[YOUR INSTRUCTIONS]
Reproduce, character for character, the entries from their opening line through the line with "is on disk.".

[Stored items]
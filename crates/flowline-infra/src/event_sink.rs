//! JSONL persistence for step events.
//!
//! [`JsonlEventSink`] appends every sealed step log as one JSON line. The
//! engine-facing side only serializes and enqueues; a background writer task
//! owns the file. Call [`JsonlEventSink::finish`] to drain it.
//! [`read_step_logs`] reads such a file back, e.g. to build
//! `existingSteps` for a resume or to render `flowline inspect`.

use std::fs::{File, OpenOptions};
use std::path::{Path, PathBuf};
use std::sync::Mutex;

use flowline_core::capability::event::StepEventSink;
use flowline_types::execution::ExecutionStepLog;
use tokio::io::{AsyncWriteExt, BufWriter};
use tokio::sync::mpsc;
use tokio::task::JoinHandle;

use crate::InfraError;

/// Must be created inside a Tokio runtime.
pub struct JsonlEventSink {
    path: PathBuf,
    sender: Mutex<Option<mpsc::UnboundedSender<String>>>,
    writer: Mutex<Option<JoinHandle<std::io::Result<()>>>>,
}

impl JsonlEventSink {
    /// Create (or truncate) `path`.
    pub fn create(path: impl Into<PathBuf>) -> Result<Self, InfraError> {
        let path = path.into();
        let file = File::create(&path)?;
        Ok(Self::spawn(path, file))
    }

    /// Open `path` for appending, creating it if needed.
    pub fn append(path: impl Into<PathBuf>) -> Result<Self, InfraError> {
        let path = path.into();
        let file = OpenOptions::new().create(true).append(true).open(&path)?;
        Ok(Self::spawn(path, file))
    }

    fn spawn(path: PathBuf, file: File) -> Self {
        let (sender, mut receiver) = mpsc::unbounded_channel::<String>();
        let writer = tokio::spawn(async move {
            let mut out = BufWriter::new(tokio::fs::File::from_std(file));
            while let Some(line) = receiver.recv().await {
                out.write_all(line.as_bytes()).await?;
                out.write_all(b"\n").await?;
                if receiver.is_empty() {
                    out.flush().await?;
                }
            }
            out.flush().await
        });
        Self {
            path,
            sender: Mutex::new(Some(sender)),
            writer: Mutex::new(Some(writer)),
        }
    }

    pub fn path(&self) -> &Path {
        &self.path
    }

    /// Stop accepting events and wait until every queued line is on disk.
    /// Later events are dropped with a warning.
    pub async fn finish(&self) -> Result<(), InfraError> {
        drop(self.sender.lock().ok().and_then(|mut sender| sender.take()));
        let writer = self.writer.lock().ok().and_then(|mut writer| writer.take());
        if let Some(handle) = writer {
            handle.await.map_err(std::io::Error::other)??;
        }
        Ok(())
    }

    fn enqueue(&self, log: &ExecutionStepLog) -> Result<(), InfraError> {
        let line = serde_json::to_string(log).map_err(std::io::Error::other)?;
        let sender = self
            .sender
            .lock()
            .map_err(|_| std::io::Error::other("event log sender poisoned"))?;
        sender
            .as_ref()
            .ok_or_else(|| std::io::Error::other("event log already finished"))?
            .send(line)
            .map_err(|_| std::io::Error::other("event log writer stopped"))?;
        Ok(())
    }
}

impl StepEventSink for JsonlEventSink {
    fn on_step_event(&self, log: &ExecutionStepLog) {
        if let Err(e) = self.enqueue(log) {
            tracing::warn!(path = %self.path.display(), step_id = %log.step_id, error = %e, "failed to persist step event");
        }
    }
}

/// Read step logs written by [`JsonlEventSink`]. Blank lines are skipped.
pub async fn read_step_logs(path: &Path) -> Result<Vec<ExecutionStepLog>, InfraError> {
    let content = tokio::fs::read_to_string(path).await?;
    content
        .lines()
        .enumerate()
        .filter(|(_, line)| !line.trim().is_empty())
        .map(|(index, line)| {
            serde_json::from_str(line).map_err(|e| InfraError::EventLog {
                path: path.display().to_string(),
                line: index + 1,
                message: e.to_string(),
            })
        })
        .collect()
}
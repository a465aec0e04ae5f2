//! Workflow definition parsing, validation, and filesystem operations.
//!
//! Definitions are stored as YAML or JSON. Parsing always validates, so a
//! definition obtained through this module has sibling-unique step ids and
//! branch conditions that compile.

use std::collections::HashSet;
use std::path::{Path, PathBuf};

use flowline_types::workflow::{StepConfig, WorkflowDefinition, WorkflowStep};
use thiserror::Error;

use super::expression;

// ---------------------------------------------------------------------------
// Error type
// ---------------------------------------------------------------------------

/// Errors that can occur while loading a workflow definition.
#[derive(Debug, Error)]
pub enum WorkflowError {
    /// YAML/JSON parse failure, including step configs that do not match
    /// their declared type.
    #[error("parse error: {0}")]
    ParseError(String),

    /// Structural validation failure.
    #[error("validation error: {0}")]
    ValidationError(String),

    /// Filesystem I/O failure.
    #[error("I/O error: {0}")]
    IoError(#[from] std::io::Error),

    /// A branch condition is outside the condition grammar.
    #[error("expression error in step '{step_id}': {message}")]
    ExpressionError { step_id: String, message: String },
}

// ---------------------------------------------------------------------------
// Parsing
// ---------------------------------------------------------------------------

/// Parse a YAML string into a validated `WorkflowDefinition`.
pub fn parse_workflow_yaml(yaml: &str) -> Result<WorkflowDefinition, WorkflowError> {
    let def: WorkflowDefinition =
        serde_yaml_ng::from_str(yaml).map_err(|e| WorkflowError::ParseError(e.to_string()))?;
    validate_definition(&def)?;
    Ok(def)
}

/// Parse a JSON string into a validated `WorkflowDefinition`.
pub fn parse_workflow_json(json: &str) -> Result<WorkflowDefinition, WorkflowError> {
    let def: WorkflowDefinition =
        serde_json::from_str(json).map_err(|e| WorkflowError::ParseError(e.to_string()))?;
    validate_definition(&def)?;
    Ok(def)
}

/// Serialize a `WorkflowDefinition` to a YAML string.
pub fn serialize_workflow_yaml(def: &WorkflowDefinition) -> Result<String, WorkflowError> {
    serde_yaml_ng::to_string(def).map_err(|e| WorkflowError::ParseError(e.to_string()))
}

// ---------------------------------------------------------------------------
// Validation
// ---------------------------------------------------------------------------

/// Validate structural constraints on a `WorkflowDefinition`.
///
/// Walks every nested step list and checks:
/// - Step IDs are non-empty and unique among their siblings
/// - Branch conditions compile
/// - Foreach `collectionPath` and `itemVar` are non-empty, `concurrency >= 1`
///
/// Equal ids in different lists are allowed: each list keys its own outputs.
pub fn validate_definition(def: &WorkflowDefinition) -> Result<(), WorkflowError> {
    validate_steps(&def.steps)
}

fn validate_steps(steps: &[WorkflowStep]) -> Result<(), WorkflowError> {
    let mut seen_ids = HashSet::new();
    for step in steps {
        if step.id.trim().is_empty() {
            return Err(WorkflowError::ValidationError(
                "step ID must not be empty".to_string(),
            ));
        }
        if !seen_ids.insert(step.id.as_str()) {
            return Err(WorkflowError::ValidationError(format!(
                "duplicate step ID: '{}'",
                step.id
            )));
        }
        validate_step(step)?;
    }
    Ok(())
}

fn validate_step(step: &WorkflowStep) -> Result<(), WorkflowError> {
    match &step.config {
        StepConfig::Branch(branch) => {
            for candidate in &branch.branches {
                expression::compile(&candidate.condition).map_err(|e| {
                    WorkflowError::ExpressionError {
                        step_id: step.id.clone(),
                        message: format!("condition '{}': {e}", candidate.condition),
                    }
                })?;
            }
        }
        StepConfig::Foreach(foreach) => {
            if foreach.collection_path.trim().is_empty() {
                return Err(WorkflowError::ValidationError(format!(
                    "foreach step '{}' has an empty collectionPath",
                    step.id
                )));
            }
            if foreach.item_var().trim().is_empty() {
                return Err(WorkflowError::ValidationError(format!(
                    "foreach step '{}' has an empty itemVar",
                    step.id
                )));
            }
            if foreach.concurrency == Some(0) {
                return Err(WorkflowError::ValidationError(format!(
                    "foreach step '{}': concurrency must be >= 1",
                    step.id
                )));
            }
        }
        _ => {}
    }

    for list in step.config.child_lists() {
        validate_steps(list)?;
    }
    Ok(())
}

// ---------------------------------------------------------------------------
// Filesystem operations
// ---------------------------------------------------------------------------

/// Load a workflow definition, choosing the format by file extension.
///
/// `.json` files are parsed as JSON; everything else as YAML.
pub fn load_workflow_file(path: &Path) -> Result<WorkflowDefinition, WorkflowError> {
    let content = std::fs::read_to_string(path)?;
    if path.extension().is_some_and(|ext| ext == "json") {
        parse_workflow_json(&content)
    } else {
        parse_workflow_yaml(&content)
    }
}

/// Save a workflow definition to a YAML file.
///
/// Creates parent directories if they don't exist.
pub fn save_workflow_file(path: &Path, def: &WorkflowDefinition) -> Result<(), WorkflowError> {
    if let Some(parent) = path.parent() {
        std::fs::create_dir_all(parent)?;
    }
    let yaml = serialize_workflow_yaml(def)?;
    std::fs::write(path, yaml)?;
    Ok(())
}

/// Whether `path` has a workflow definition extension.
pub fn is_workflow_file(path: &Path) -> bool {
    path.extension()
        .is_some_and(|ext| ext == "yaml" || ext == "yml" || ext == "json")
}

/// Discover all workflow files under `base_dir`.
///
/// Scans for `.yaml`, `.yml` and `.json` files recursively. Files that fail
/// to parse or validate are skipped with a warning.
pub fn discover_workflows(
    base_dir: &Path,
) -> Result<Vec<(PathBuf, WorkflowDefinition)>, WorkflowError> {
    let mut results = Vec::new();
    if !base_dir.exists() {
        return Ok(results);
    }
    discover_recursive(base_dir, &mut results)?;
    results.sort_by(|a, b| a.0.cmp(&b.0));
    Ok(results)
}

fn discover_recursive(
    dir: &Path,
    results: &mut Vec<(PathBuf, WorkflowDefinition)>,
) -> Result<(), WorkflowError> {
    for entry in std::fs::read_dir(dir)? {
        let path = entry?.path();
        if path.is_dir() {
            discover_recursive(&path, results)?;
        } else if is_workflow_file(&path) {
            match load_workflow_file(&path) {
                Ok(def) => results.push((path, def)),
                Err(e) => {
                    tracing::warn!(?path, error = %e, "skipping unparseable workflow file");
                }
            }
        }
    }
    Ok(())
}

// ---------------------------------------------------------------------------
// Tests
// ---------------------------------------------------------------------------

#[cfg(test)]
mod tests {
    use super::*;
    use flowline_types::workflow::StepType;
    use tempfile::TempDir;

    const DIGEST_YAML: &str = r#"
id: digest
name: Daily digest
steps:
  - id: fetch
    type: tool
    config:
      toolId: http_request
      parameters:
        url: "{{input.url}}"
  - id: route
    type: branch
    config:
      branches:
        - id: ok
          condition: "steps.fetch.status == 200"
          steps:
            - id: summarize
              type: agent
              config:
                agentSlug: writer
                promptTemplate: "Summarize {{steps.fetch.body}}"
      defaultBranch:
        - id: summarize
          type: transform
"#;

    #[test]
    fn parses_valid_yaml() {
        let def = parse_workflow_yaml(DIGEST_YAML).unwrap();
        assert_eq!(def.id.as_deref(), Some("digest"));
        assert_eq!(def.steps.len(), 2);
        assert_eq!(def.steps[1].step_type(), StepType::Branch);
    }

    #[test]
    fn parses_valid_json() {
        let def = parse_workflow_json(
            r#"{"steps":[{"id":"wait","type":"delay","config":{"delayMs":5}}]}"#,
        )
        .unwrap();
        assert_eq!(def.steps[0].step_type(), StepType::Delay);
    }

    #[test]
    fn rejects_duplicate_sibling_ids() {
        let yaml = r#"
steps:
  - id: a
    type: transform
  - id: a
    type: transform
"#;
        let err = parse_workflow_yaml(yaml).unwrap_err();
        assert!(matches!(err, WorkflowError::ValidationError(ref m) if m.contains("'a'")));
    }

    #[test]
    fn rejects_duplicates_inside_nested_lists() {
        let yaml = r#"
steps:
  - id: fan
    type: parallel
    config:
      branches:
        - steps:
            - id: x
              type: transform
            - id: x
              type: transform
"#;
        assert!(matches!(
            parse_workflow_yaml(yaml),
            Err(WorkflowError::ValidationError(_))
        ));
    }

    #[test]
    fn rejects_conditions_outside_grammar() {
        for condition in ["input.x + 1 > 2", "process.exit()", "input.a =="] {
            let yaml = format!(
                r#"
steps:
  - id: route
    type: branch
    config:
      branches:
        - condition: "{condition}"
          steps: []
"#
            );
            let err = parse_workflow_yaml(&yaml).unwrap_err();
            assert!(
                matches!(err, WorkflowError::ExpressionError { ref step_id, .. } if step_id == "route"),
                "condition {condition} gave {err:?}"
            );
        }
    }

    #[test]
    fn rejects_zero_foreach_concurrency() {
        let yaml = r#"
steps:
  - id: each
    type: foreach
    config:
      collectionPath: input.items
      concurrency: 0
      steps: []
"#;
        assert!(matches!(
            parse_workflow_yaml(yaml),
            Err(WorkflowError::ValidationError(_))
        ));
    }

    #[test]
    fn rejects_config_that_does_not_match_type() {
        let yaml = r#"
steps:
  - id: call
    type: tool
    config:
      parameters: {}
"#;
        assert!(matches!(
            parse_workflow_yaml(yaml),
            Err(WorkflowError::ParseError(ref m)) if m.contains("toolId")
        ));
    }

    #[test]
    fn empty_step_list_is_valid() {
        let def = parse_workflow_yaml("steps: []").unwrap();
        assert!(def.steps.is_empty());
    }

    #[test]
    fn save_and_load_round_trip() {
        let tmp = TempDir::new().unwrap();
        let path = tmp.path().join("nested/digest.yaml");
        let def = parse_workflow_yaml(DIGEST_YAML).unwrap();
        save_workflow_file(&path, &def).unwrap();
        assert_eq!(load_workflow_file(&path).unwrap(), def);
    }

    #[test]
    fn discover_skips_invalid_files() {
        let tmp = TempDir::new().unwrap();
        std::fs::create_dir_all(tmp.path().join("team")).unwrap();
        std::fs::write(tmp.path().join("digest.yaml"), DIGEST_YAML).unwrap();
        std::fs::write(
            tmp.path().join("team/wait.json"),
            r#"{"id":"wait","steps":[{"id":"w","type":"delay","config":{"delayMs":1}}]}"#,
        )
        .unwrap();
        std::fs::write(tmp.path().join("broken.yml"), "steps: [ {").unwrap();
        std::fs::write(tmp.path().join("notes.txt"), "ignored").unwrap();

        let found = discover_workflows(tmp.path()).unwrap();
        let ids: Vec<_> = found.iter().filter_map(|(_, d)| d.id.clone()).collect();
        assert_eq!(ids, vec!["digest".to_string(), "wait".to_string()]);
    }

    #[test]
    fn discover_missing_dir_is_empty() {
        let tmp = TempDir::new().unwrap();
        assert!(discover_workflows(&tmp.path().join("nope")).unwrap().is_empty());
    }
}
//! Per-run execution context: input, step outputs and variables.
//!
//! One `ExecutionContext` is owned by each execution path. Branches,
//! parallel branches and foreach iterations receive a [`fork`], whose step
//! and variable entries shadow the parent's without writing back to it.
//! `input` is shared behind an `Arc` and never mutated after creation.
//!
//! [`fork`]: ExecutionContext::fork

use std::collections::HashMap;
use std::sync::Arc;

use serde_json::{Map, Value};

use super::path::{parse_path, resolve_segments};

/// Roots that templates and conditions may reference.
pub const CONTEXT_ROOTS: [&str; 3] = ["input", "steps", "variables"];

#[derive(Debug, Clone, Default)]
pub struct ExecutionContext {
    input: Arc<Value>,
    steps: HashMap<String, Value>,
    variables: HashMap<String, Value>,
}

impl ExecutionContext {
    pub fn new(input: Value) -> Self {
        Self {
            input: Arc::new(input),
            steps: HashMap::new(),
            variables: HashMap::new(),
        }
    }

    /// Seed step outputs, e.g. with completed steps from an earlier attempt.
    pub fn with_steps(mut self, steps: HashMap<String, Value>) -> Self {
        self.steps.extend(steps);
        self
    }

    pub fn input(&self) -> &Value {
        &self.input
    }

    #[cfg(test)]
    pub(crate) fn shared_input(&self) -> &Arc<Value> {
        &self.input
    }

    /// Independent copy for a concurrent or conditional branch.
    pub fn fork(&self) -> Self {
        self.clone()
    }

    pub fn set_step_output(&mut self, step_id: &str, output: Value) {
        self.steps.insert(step_id.to_string(), output);
    }

    pub fn step_output(&self, step_id: &str) -> Option<&Value> {
        self.steps.get(step_id)
    }

    pub fn steps(&self) -> &HashMap<String, Value> {
        &self.steps
    }

    pub fn set_variable(&mut self, name: &str, value: Value) {
        self.variables.insert(name.to_string(), value);
    }

    pub fn variable(&self, name: &str) -> Option<&Value> {
        self.variables.get(name)
    }

    /// Resolve a rooted path (`input.x`, `steps.fetch.body`, `variables.item`).
    pub fn lookup(&self, path: &str) -> Option<Value> {
        let segments = parse_path(path)?;
        self.lookup_segments(&segments)
    }

    /// Resolve pre-split path segments. The first segment names the root.
    pub fn lookup_segments<S: AsRef<str>>(&self, segments: &[S]) -> Option<Value> {
        let (root, rest) = segments.split_first()?;
        match root.as_ref() {
            "input" => resolve_segments(&self.input, rest).cloned(),
            "steps" => Self::lookup_map(&self.steps, rest),
            "variables" => Self::lookup_map(&self.variables, rest),
            _ => None,
        }
    }

    fn lookup_map<S: AsRef<str>>(map: &HashMap<String, Value>, rest: &[S]) -> Option<Value> {
        match rest.split_first() {
            None => Some(Value::Object(
                map.iter().map(|(k, v)| (k.clone(), v.clone())).collect::<Map<_, _>>(),
            )),
            Some((key, tail)) => {
                let entry = map.get(key.as_ref())?;
                resolve_segments(entry, tail).cloned()
            }
        }
    }
}

#[cfg(test)]
mod tests {
    use super::*;
    use serde_json::json;

    fn test_context() -> ExecutionContext {
        let mut ctx = ExecutionContext::new(json!({ "url": "https://x", "items": [1, 2] }));
        ctx.set_step_output("fetch", json!({ "status": 200, "body": { "ok": true } }));
        ctx.set_variable("item", json!("a"));
        ctx
    }

    #[test]
    fn lookup_covers_all_roots() {
        let ctx = test_context();
        assert_eq!(ctx.lookup("input.url"), Some(json!("https://x")));
        assert_eq!(ctx.lookup("input.items[1]"), Some(json!(2)));
        assert_eq!(ctx.lookup("steps.fetch.body.ok"), Some(json!(true)));
        assert_eq!(ctx.lookup("variables.item"), Some(json!("a")));
        assert_eq!(ctx.lookup("steps")
            .and_then(|steps| steps.get("fetch").cloned())
            .map(|fetch| fetch["status"].clone()), Some(json!(200)));
    }

    #[test]
    fn unknown_root_or_missing_key_is_none() {
        let ctx = test_context();
        assert_eq!(ctx.lookup("env.HOME"), None);
        assert_eq!(ctx.lookup("steps.missing"), None);
        assert_eq!(ctx.lookup("variables.index"), None);
        assert_eq!(ctx.lookup(""), None);
    }

    #[test]
    fn fork_isolates_steps_and_variables() {
        let parent = test_context();
        let mut child = parent.fork();
        child.set_step_output("fetch", json!("shadowed"));
        child.set_variable("index", json!(3));

        assert_eq!(child.lookup("steps.fetch"), Some(json!("shadowed")));
        assert_eq!(parent.lookup("steps.fetch.status"), Some(json!(200)));
        assert_eq!(parent.variable("index"), None);
        assert!(std::ptr::eq(parent.input(), child.input()));
    }

    #[test]
    fn with_steps_seeds_outputs() {
        let ctx = ExecutionContext::new(json!({}))
            .with_steps(HashMap::from([("prior".to_string(), json!(1))]));
        assert_eq!(ctx.step_output("prior"), Some(&json!(1)));
    }
}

[EXPECTED ANSWER]
filename crates/flowline-infra/src/event_sink.rs
//! JSONL persistence for step events.
//!
//! [`JsonlEventSink`] appends every sealed step log as one JSON line. The
//! engine-facing side only serializes and enqueues; a background writer task
//! owns the file. Call [`JsonlEventSink::finish`] to drain it.
//! [`read_step_logs`] reads such a file back, e.g. to build
//! `existingSteps` for a resume or to render `flowline inspect`.

use std::fs::{File, OpenOptions};
use std::path::{Path, PathBuf};
use std::sync::Mutex;

use flowline_core::capability::event::StepEventSink;
use flowline_types::execution::ExecutionStepLog;
use tokio::io::{AsyncWriteExt, BufWriter};
use tokio::sync::mpsc;
use tokio::task::JoinHandle;

use crate::InfraError;

/// Must be created inside a Tokio runtime.
pub struct JsonlEventSink {
    path: PathBuf,
    sender: Mutex<Option<mpsc::UnboundedSender<String>>>,
    writer: Mutex<Option<JoinHandle<std::io::Result<()>>>>,
}

impl JsonlEventSink {
    /// Create (or truncate) `path`.
    pub fn create(path: impl Into<PathBuf>) -> Result<Self, InfraError> {
        let path = path.into();
        let file = File::create(&path)?;
        Ok(Self::spawn(path, file))
    }

    /// Open `path` for appending, creating it if needed.
    pub fn append(path: impl Into<PathBuf>) -> Result<Self, InfraError> {
        let path = path.into();
        let file = OpenOptions::new().create(true).append(true).open(&path)?;
        Ok(Self::spawn(path, file))
    }

    fn spawn(path: PathBuf, file: File) -> Self {
        let (sender, mut receiver) = mpsc::unbounded_channel::<String>();
        let writer = tokio::spawn(async move {
            let mut out = BufWriter::new(tokio::fs::File::from_std(file));
            while let Some(line) = receiver.recv().await {
                out.write_all(line.as_bytes()).await?;
                out.write_all(b"\n").await?;
                if receiver.is_empty() {
                    out.flush().await?;
                }
            }
            out.flush().await
        });
        Self {
            path,
            sender: Mutex::new(Some(sender)),
            writer: Mutex::new(Some(writer)),
        }
    }

    pub fn path(&self) -> &Path {
        &self.path
    }

    /// Stop accepting events and wait until every queued line is on disk.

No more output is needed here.